- What is being asked
What you should copy is the line containing "user_id, permission, template_id, result.rows_affected" and all lines after it in the entries below, exactly and without anything added.

=== The data ===

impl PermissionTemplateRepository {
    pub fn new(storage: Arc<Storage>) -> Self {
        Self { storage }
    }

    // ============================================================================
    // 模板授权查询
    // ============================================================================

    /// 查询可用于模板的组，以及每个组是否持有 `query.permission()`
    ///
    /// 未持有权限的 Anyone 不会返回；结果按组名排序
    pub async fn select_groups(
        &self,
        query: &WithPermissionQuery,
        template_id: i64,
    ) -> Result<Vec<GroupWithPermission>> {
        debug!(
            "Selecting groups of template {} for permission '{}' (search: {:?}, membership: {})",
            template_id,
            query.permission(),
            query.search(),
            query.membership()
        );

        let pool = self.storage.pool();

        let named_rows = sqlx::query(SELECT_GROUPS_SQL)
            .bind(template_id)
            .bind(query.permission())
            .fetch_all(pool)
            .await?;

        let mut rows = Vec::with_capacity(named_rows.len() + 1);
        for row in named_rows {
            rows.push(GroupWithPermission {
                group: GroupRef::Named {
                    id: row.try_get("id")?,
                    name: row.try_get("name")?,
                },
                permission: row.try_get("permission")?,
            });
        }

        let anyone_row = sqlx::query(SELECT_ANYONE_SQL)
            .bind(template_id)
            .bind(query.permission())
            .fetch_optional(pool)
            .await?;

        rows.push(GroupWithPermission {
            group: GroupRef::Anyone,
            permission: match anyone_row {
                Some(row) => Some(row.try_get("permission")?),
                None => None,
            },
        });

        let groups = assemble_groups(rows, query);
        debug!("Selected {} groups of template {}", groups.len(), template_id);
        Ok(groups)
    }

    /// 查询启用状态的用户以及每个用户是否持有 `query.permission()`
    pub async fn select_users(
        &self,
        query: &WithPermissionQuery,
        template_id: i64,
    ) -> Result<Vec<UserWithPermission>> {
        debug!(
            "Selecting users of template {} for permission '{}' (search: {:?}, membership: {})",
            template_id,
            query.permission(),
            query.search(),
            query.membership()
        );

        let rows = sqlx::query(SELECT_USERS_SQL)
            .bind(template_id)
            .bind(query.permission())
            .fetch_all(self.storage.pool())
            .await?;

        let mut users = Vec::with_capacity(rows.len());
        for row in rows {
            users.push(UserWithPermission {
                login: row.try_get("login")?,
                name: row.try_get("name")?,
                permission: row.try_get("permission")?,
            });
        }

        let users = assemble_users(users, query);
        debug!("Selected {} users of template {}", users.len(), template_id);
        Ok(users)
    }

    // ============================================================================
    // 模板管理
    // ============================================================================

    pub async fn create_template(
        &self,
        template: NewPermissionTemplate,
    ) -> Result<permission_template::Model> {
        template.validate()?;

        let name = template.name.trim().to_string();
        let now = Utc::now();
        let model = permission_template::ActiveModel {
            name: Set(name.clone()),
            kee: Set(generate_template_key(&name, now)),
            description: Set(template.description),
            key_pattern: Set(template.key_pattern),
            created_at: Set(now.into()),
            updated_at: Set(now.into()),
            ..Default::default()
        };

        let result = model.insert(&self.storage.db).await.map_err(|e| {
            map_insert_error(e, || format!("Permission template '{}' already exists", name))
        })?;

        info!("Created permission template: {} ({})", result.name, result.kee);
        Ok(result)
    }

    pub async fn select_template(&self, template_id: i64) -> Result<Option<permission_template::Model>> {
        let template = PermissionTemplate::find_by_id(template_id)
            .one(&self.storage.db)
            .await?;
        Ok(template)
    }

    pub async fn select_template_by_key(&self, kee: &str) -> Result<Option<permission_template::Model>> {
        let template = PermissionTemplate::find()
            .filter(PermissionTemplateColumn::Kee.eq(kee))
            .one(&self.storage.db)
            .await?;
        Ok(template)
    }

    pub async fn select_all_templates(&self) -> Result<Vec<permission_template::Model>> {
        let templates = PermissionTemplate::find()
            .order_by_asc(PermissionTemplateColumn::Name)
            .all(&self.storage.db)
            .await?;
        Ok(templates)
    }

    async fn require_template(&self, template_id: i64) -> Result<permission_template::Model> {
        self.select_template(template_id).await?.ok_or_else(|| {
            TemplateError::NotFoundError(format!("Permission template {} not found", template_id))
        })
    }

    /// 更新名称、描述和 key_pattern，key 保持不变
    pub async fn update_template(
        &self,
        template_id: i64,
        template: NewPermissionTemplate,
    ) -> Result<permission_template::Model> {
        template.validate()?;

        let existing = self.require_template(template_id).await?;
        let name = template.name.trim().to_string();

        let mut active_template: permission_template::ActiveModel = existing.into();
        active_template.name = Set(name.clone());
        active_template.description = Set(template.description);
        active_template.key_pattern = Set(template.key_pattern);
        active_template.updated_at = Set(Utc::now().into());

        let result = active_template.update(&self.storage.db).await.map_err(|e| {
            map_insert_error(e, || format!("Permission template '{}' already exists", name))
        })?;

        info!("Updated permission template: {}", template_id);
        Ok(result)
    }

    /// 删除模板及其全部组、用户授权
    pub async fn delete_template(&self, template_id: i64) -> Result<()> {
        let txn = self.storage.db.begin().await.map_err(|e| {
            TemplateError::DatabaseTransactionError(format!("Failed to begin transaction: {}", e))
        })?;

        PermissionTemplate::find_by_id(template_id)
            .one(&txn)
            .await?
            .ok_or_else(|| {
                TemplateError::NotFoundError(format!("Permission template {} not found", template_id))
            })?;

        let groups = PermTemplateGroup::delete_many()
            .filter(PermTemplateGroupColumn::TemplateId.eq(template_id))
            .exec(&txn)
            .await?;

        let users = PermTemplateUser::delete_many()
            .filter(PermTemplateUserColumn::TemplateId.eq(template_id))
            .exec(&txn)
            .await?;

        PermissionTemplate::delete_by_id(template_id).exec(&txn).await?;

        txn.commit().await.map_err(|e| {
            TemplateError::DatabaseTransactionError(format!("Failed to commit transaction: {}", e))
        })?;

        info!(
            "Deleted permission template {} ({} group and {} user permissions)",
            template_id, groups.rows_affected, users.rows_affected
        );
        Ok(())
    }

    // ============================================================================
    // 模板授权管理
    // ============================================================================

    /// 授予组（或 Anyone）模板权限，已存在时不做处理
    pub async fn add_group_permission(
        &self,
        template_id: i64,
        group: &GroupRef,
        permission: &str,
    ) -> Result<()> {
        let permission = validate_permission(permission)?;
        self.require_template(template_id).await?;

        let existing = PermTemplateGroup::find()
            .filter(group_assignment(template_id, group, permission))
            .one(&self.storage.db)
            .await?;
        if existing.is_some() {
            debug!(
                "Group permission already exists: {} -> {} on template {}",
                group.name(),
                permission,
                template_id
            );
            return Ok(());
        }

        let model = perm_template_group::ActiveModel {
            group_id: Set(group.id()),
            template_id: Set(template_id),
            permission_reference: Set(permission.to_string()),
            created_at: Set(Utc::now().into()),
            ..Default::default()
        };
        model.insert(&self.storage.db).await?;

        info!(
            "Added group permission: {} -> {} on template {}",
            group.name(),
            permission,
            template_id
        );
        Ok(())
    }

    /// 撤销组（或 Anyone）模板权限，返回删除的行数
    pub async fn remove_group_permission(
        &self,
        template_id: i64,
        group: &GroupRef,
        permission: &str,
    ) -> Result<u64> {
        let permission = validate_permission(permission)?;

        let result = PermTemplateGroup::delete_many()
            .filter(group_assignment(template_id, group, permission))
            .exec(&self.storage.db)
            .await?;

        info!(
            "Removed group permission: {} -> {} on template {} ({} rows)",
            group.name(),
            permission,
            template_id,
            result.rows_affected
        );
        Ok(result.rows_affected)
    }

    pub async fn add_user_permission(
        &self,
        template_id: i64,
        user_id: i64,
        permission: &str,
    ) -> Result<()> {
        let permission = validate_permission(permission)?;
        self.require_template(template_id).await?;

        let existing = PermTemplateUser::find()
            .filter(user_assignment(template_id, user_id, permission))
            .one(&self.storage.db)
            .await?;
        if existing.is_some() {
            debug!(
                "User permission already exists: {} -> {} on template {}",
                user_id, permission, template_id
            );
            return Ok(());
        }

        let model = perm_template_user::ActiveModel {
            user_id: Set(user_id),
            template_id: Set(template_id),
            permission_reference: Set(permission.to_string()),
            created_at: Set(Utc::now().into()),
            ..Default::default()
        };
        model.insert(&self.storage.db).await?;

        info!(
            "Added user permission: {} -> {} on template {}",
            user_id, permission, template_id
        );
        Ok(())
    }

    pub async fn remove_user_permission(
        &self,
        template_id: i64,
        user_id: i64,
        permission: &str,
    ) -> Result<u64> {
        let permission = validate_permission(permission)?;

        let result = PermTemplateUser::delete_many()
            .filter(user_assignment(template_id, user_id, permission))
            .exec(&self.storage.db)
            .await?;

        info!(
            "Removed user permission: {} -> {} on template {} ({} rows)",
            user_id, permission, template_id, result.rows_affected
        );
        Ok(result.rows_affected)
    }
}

===

- Answer box
            user_id, permission, template_id, result.rows_affected
        );
        Ok(result.rows_affected)
    }
}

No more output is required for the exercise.